- _RECORDS FOR THIS EXERCISE_

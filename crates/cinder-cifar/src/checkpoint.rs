use std::path::{Path, PathBuf};

use burn::module::Module;
use burn::record::{FullPrecisionSettings, NamedMpkFileRecorder};
use burn::tensor::backend::Backend;

use crate::TrainingError;

/// Extension added by [NamedMpkFileRecorder].
const CHECKPOINT_EXTENSION: &str = "mpk";

/// Saves the model at the end of every epoch.
///
/// Only rank 0 gets a checkpointer, so that workers never write the same file.
#[derive(Debug, Clone)]
pub struct Checkpointer {
    directory: PathBuf,
    recorder: NamedMpkFileRecorder<FullPrecisionSettings>,
}

impl Checkpointer {
    pub fn for_rank<P: AsRef<Path>>(rank: usize, directory: P) -> Option<Self> {
        (rank == 0).then(|| Self {
            directory: directory.as_ref().to_path_buf(),
            recorder: NamedMpkFileRecorder::new(),
        })
    }

    /// File written for `epoch`, counted from one.
    pub fn path(&self, epoch: usize) -> PathBuf {
        self.stem(epoch).with_extension(CHECKPOINT_EXTENSION)
    }

    pub fn save<B: Backend, M: Module<B>>(
        &self,
        module: M,
        epoch: usize,
    ) -> Result<PathBuf, TrainingError> {
        let path = self.path(epoch);
        module
            .save_file(self.stem(epoch), &self.recorder)
            .map_err(|err| TrainingError::Checkpoint {
                path: path.display().to_string(),
                reason: format!("{err:?}"),
            })?;

        log::debug!("Saved checkpoint {}", path.display());
        Ok(path)
    }

    fn stem(&self, epoch: usize) -> PathBuf {
        self.directory.join(format!("checkpoint-{epoch}"))
    }
}
use std::marker::PhantomData;
use std::sync::Arc;

use burn::module::{AutodiffModule, Module, ModuleMapper, ModuleVisitor, ParamId};
use burn::optim::{GradientsParams, Optimizer};
use burn::tensor::backend::{AutodiffBackend, Backend};
use burn::tensor::{Tensor, TensorData};

use crate::{CollectiveError, Communicator, ReduceOp};

/// Averages the gradients of every float parameter of `module` across the group.
///
/// All gradients are packed into a single buffer, in the module's visiting order,
/// so one all-reduce covers the whole model. A parameter without a local gradient
/// contributes zeros.
pub fn average_gradients<B, M>(
    comm: &dyn Communicator,
    module: &M,
    grads: GradientsParams,
) -> Result<GradientsParams, CollectiveError>
where
    B: AutodiffBackend,
    M: AutodiffModule<B>,
{
    if comm.size() == 1 {
        return Ok(grads);
    }

    let mut packer = GradientPacker::<B> {
        grads: &grads,
        buffer: Vec::new(),
        backend: PhantomData,
    };
    module.visit(&mut packer);
    let buffer = packer.buffer;
    let num_values = buffer.len();

    let averaged = comm.all_reduce(buffer, ReduceOp::Mean)?;
    if averaged.len() != num_values {
        return Err(CollectiveError::LengthMismatch {
            rank: comm.rank(),
            expected: num_values,
            found: averaged.len(),
        });
    }

    let mut unpacker = GradientUnpacker::<B> {
        values: &averaged,
        offset: 0,
        grads: GradientsParams::new(),
        backend: PhantomData,
    };
    module.visit(&mut unpacker);

    log::trace!(
        "Averaged {num_values} gradient values across {} workers",
        comm.size()
    );

    Ok(unpacker.grads)
}

/// Replaces every float parameter of `module` with the value held by `root`.
///
/// Used once before training so that every worker starts from the same weights.
pub fn broadcast_module<B, M>(
    comm: &dyn Communicator,
    module: M,
    root: usize,
) -> Result<M, CollectiveError>
where
    B: Backend,
    M: Module<B>,
{
    if root >= comm.size() {
        return Err(CollectiveError::InvalidRoot {
            root,
            size: comm.size(),
        });
    }
    if comm.size() == 1 {
        return Ok(module);
    }

    let mut packer = ParamPacker::<B> {
        buffer: Vec::new(),
        backend: PhantomData,
    };
    module.visit(&mut packer);
    let num_values = packer.buffer.len();

    let values = comm.broadcast(packer.buffer, root)?;
    if values.len() != num_values {
        return Err(CollectiveError::LengthMismatch {
            rank: root,
            expected: num_values,
            found: values.len(),
        });
    }

    log::debug!(
        "Rank {} received {num_values} parameter values from rank {root}",
        comm.rank()
    );

    let mut unpacker = ParamUnpacker::<B> {
        values: &values,
        offset: 0,
        backend: PhantomData,
    };
    Ok(module.map(&mut unpacker))
}

/// An optimizer whose steps use gradients averaged over every worker of the group.
pub struct DistributedOptimizer<O, M, B> {
    inner: O,
    comm: Arc<dyn Communicator>,
    phantom: PhantomData<(M, B)>,
}

impl<O, M, B> DistributedOptimizer<O, M, B>
where
    B: AutodiffBackend,
    M: AutodiffModule<B>,
    O: Optimizer<M, B>,
{
    pub fn new(inner: O, comm: Arc<dyn Communicator>) -> Self {
        Self {
            inner,
            comm,
            phantom: PhantomData,
        }
    }

    /// Averages `grads` across the group, then applies the wrapped optimizer.
    pub fn step(
        &mut self,
        lr: f64,
        module: M,
        grads: GradientsParams,
    ) -> Result<M, CollectiveError> {
        let grads = average_gradients::<B, M>(self.comm.as_ref(), &module, grads)?;
        Ok(self.inner.step(lr, module, grads))
    }

    pub fn communicator(&self) -> &dyn Communicator {
        self.comm.as_ref()
    }

    pub fn into_inner(self) -> O {
        self.inner
    }
}

struct GradientPacker<'a, B: AutodiffBackend> {
    grads: &'a GradientsParams,
    buffer: Vec<f32>,
    backend: PhantomData<B>,
}

impl<B: AutodiffBackend> ModuleVisitor<B> for GradientPacker<'_, B> {
    fn visit_float<const D: usize>(&mut self, id: ParamId, tensor: &Tensor<B, D>) {
        match self.grads.get::<B::InnerBackend, D>(id) {
            Some(grad) => self.buffer.extend(grad.into_data().iter::<f32>()),
            None => {
                let num_elements = tensor.shape().num_elements();
                self.buffer.extend(std::iter::repeat(0.0).take(num_elements));
            }
        }
    }
}

struct GradientUnpacker<'a, B: AutodiffBackend> {
    values: &'a [f32],
    offset: usize,
    grads: GradientsParams,
    backend: PhantomData<B>,
}

impl<B: AutodiffBackend> ModuleVisitor<B> for GradientUnpacker<'_, B> {
    fn visit_float<const D: usize>(&mut self, id: ParamId, tensor: &Tensor<B, D>) {
        let inner = tensor.clone().inner();
        let shape = inner.shape();
        let end = self.offset + shape.num_elements();
        let data = TensorData::new(self.values[self.offset..end].to_vec(), shape.dims)
            .convert::<<B::InnerBackend as Backend>::FloatElem>();
        self.offset = end;

        let grad = Tensor::<B::InnerBackend, D>::from_data(data, &inner.device());
        self.grads.register::<B::InnerBackend, D>(id, grad);
    }
}

struct ParamPacker<B: Backend> {
    buffer: Vec<f32>,
    backend: PhantomData<B>,
}

impl<B: Backend> ModuleVisitor<B> for ParamPacker<B> {
    fn visit_float<const D: usize>(&mut self, _id: ParamId, tensor: &Tensor<B, D>) {
        self.buffer.extend(tensor.to_data().iter::<f32>());
    }
}

struct ParamUnpacker<'a, B: Backend> {
    values: &'a [f32],
    offset: usize,
    backend: PhantomData<B>,
}

impl<B: Backend> ModuleMapper<B> for ParamUnpacker<'_, B> {
    fn map_float<const D: usize>(&mut self, _id: ParamId, tensor: Tensor<B, D>) -> Tensor<B, D> {
        let shape = tensor.shape();
        let device = tensor.device();
        let is_require_grad = tensor.is_require_grad();

        let end = self.offset + shape.num_elements();
        let data = TensorData::new(self.values[self.offset..end].to_vec(), shape.dims)
            .convert::<B::FloatElem>();
        self.offset = end;

        let mut tensor = Tensor::from_data(data, &device);
        if is_require_grad {
            tensor = tensor.require_grad();
        }
        tensor
    }
}

#[cfg(test)]
mod tests {
    use super::*;
    #[cfg(feature = "local-group")]
    use crate::LocalGroup;
    use crate::Standalone;
    use burn::backend::{Autodiff, NdArray};
    use burn::nn::{Linear, LinearConfig};
    #[cfg(feature = "local-group")]
    use std::thread;

    type TestBackend = Autodiff<NdArray<f32>>;

    fn values<B: Backend, const D: usize>(tensor: Tensor<B, D>) -> Vec<f32> {
        let data = tensor.into_data();
        data.iter::<f32>().collect()
    }

    fn assert_close(lhs: &[f32], rhs: &[f32]) {
        assert_eq!(lhs.len(), rhs.len());
        for (a, b) in lhs.iter().zip(rhs) {
            assert!((a - b).abs() < 1e-5, "{a} != {b}");
        }
    }

    fn local_gradients(layer: &Linear<TestBackend>, scale: f32) -> GradientsParams {
        let device = Default::default();
        let input = Tensor::<TestBackend, 2>::ones([3, 4], &device) * scale;
        let loss = layer.forward(input).powf_scalar(2.0).sum();
        GradientsParams::from_grads(loss.backward(), layer)
    }

    #[test]
    fn standalone_keeps_gradients() {
        let device = Default::default();
        let layer = LinearConfig::new(4, 2).init::<TestBackend>(&device);
        let grads = local_gradients(&layer, 1.0);
        let expected = values(grads.get::<NdArray<f32>, 2>(layer.weight.id).unwrap());

        let grads = average_gradients::<TestBackend, _>(&Standalone, &layer, grads).unwrap();

        let actual = values(grads.get::<NdArray<f32>, 2>(layer.weight.id).unwrap());
        assert_close(&actual, &expected);
    }

    #[cfg(feature = "local-group")]
    #[test]
    fn broadcast_aligns_parameters_with_root() {
        let peers = LocalGroup::new(2).into_peers();

        let weights: Vec<(Vec<f32>, bool)> = thread::scope(|scope| {
            let handles: Vec<_> = peers
                .into_iter()
                .map(|peer| {
                    scope.spawn(move || {
                        let device = Default::default();
                        let layer = LinearConfig::new(4, 2).init::<TestBackend>(&device);
                        let layer = broadcast_module::<TestBackend, _>(&peer, layer, 0).unwrap();
                        let weight = layer.weight.val();
                        (values(weight.clone()), weight.is_require_grad())
                    })
                })
                .collect();
            handles.into_iter().map(|h| h.join().unwrap()).collect()
        });

        assert_close(&weights[0].0, &weights[1].0);
        assert!(weights.iter().all(|(_, require_grad)| *require_grad));
    }

    #[cfg(feature = "local-group")]
    #[test]
    fn gradients_are_averaged_across_ranks() {
        let peers = LocalGroup::new(2).into_peers();

        let results: Vec<(Vec<f32>, Vec<f32>)> = thread::scope(|scope| {
            let handles: Vec<_> = peers
                .into_iter()
                .map(|peer| {
                    scope.spawn(move || {
                        let device = Default::default();
                        let layer = LinearConfig::new(4, 2).init::<TestBackend>(&device);
                        let layer = broadcast_module::<TestBackend, _>(&peer, layer, 0).unwrap();

                        let grads = local_gradients(&layer, (peer.rank() + 1) as f32);
                        let id = layer.weight.id;
                        let local = values(grads.get::<NdArray<f32>, 2>(id).unwrap());
                        let averaged = average_gradients::<TestBackend, _>(&peer, &layer, grads).unwrap();
                        let averaged = values(averaged.get::<NdArray<f32>, 2>(id).unwrap());
                        (local, averaged)
                    })
                })
                .collect();
            handles.into_iter().map(|h| h.join().unwrap()).collect()
        });

        let expected: Vec<f32> = results[0]
            .0
            .iter()
            .zip(&results[1].0)
            .map(|(a, b)| (a + b) / 2.0)
            .collect();

        assert_close(&results[0].1, &expected);
        assert_close(&results[1].1, &expected);
    }

    #[test]
    fn broadcast_rejects_root_outside_group() {
        let device = Default::default();
        let layer = LinearConfig::new(4, 2).init::<TestBackend>(&device);

        let result = broadcast_module::<TestBackend, _>(&Standalone, layer, 1);

        assert!(matches!(
            result,
            Err(CollectiveError::InvalidRoot { root: 1, size: 1 })
        ));
    }
}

- _EXERCISE GOAL_
After reading through the material, report every line that holds "shape".

- _EXERCISE RESULT_
                let num_elements = tensor.shape().num_elements();
        let shape = inner.shape();
        let end = self.offset + shape.num_elements();
        let data = TensorData::new(self.values[self.offset..end].to_vec(), shape.dims)
        let shape = tensor.shape();
        let end = self.offset + shape.num_elements();
        let data = TensorData::new(self.values[self.offset..end].to_vec(), shape.dims)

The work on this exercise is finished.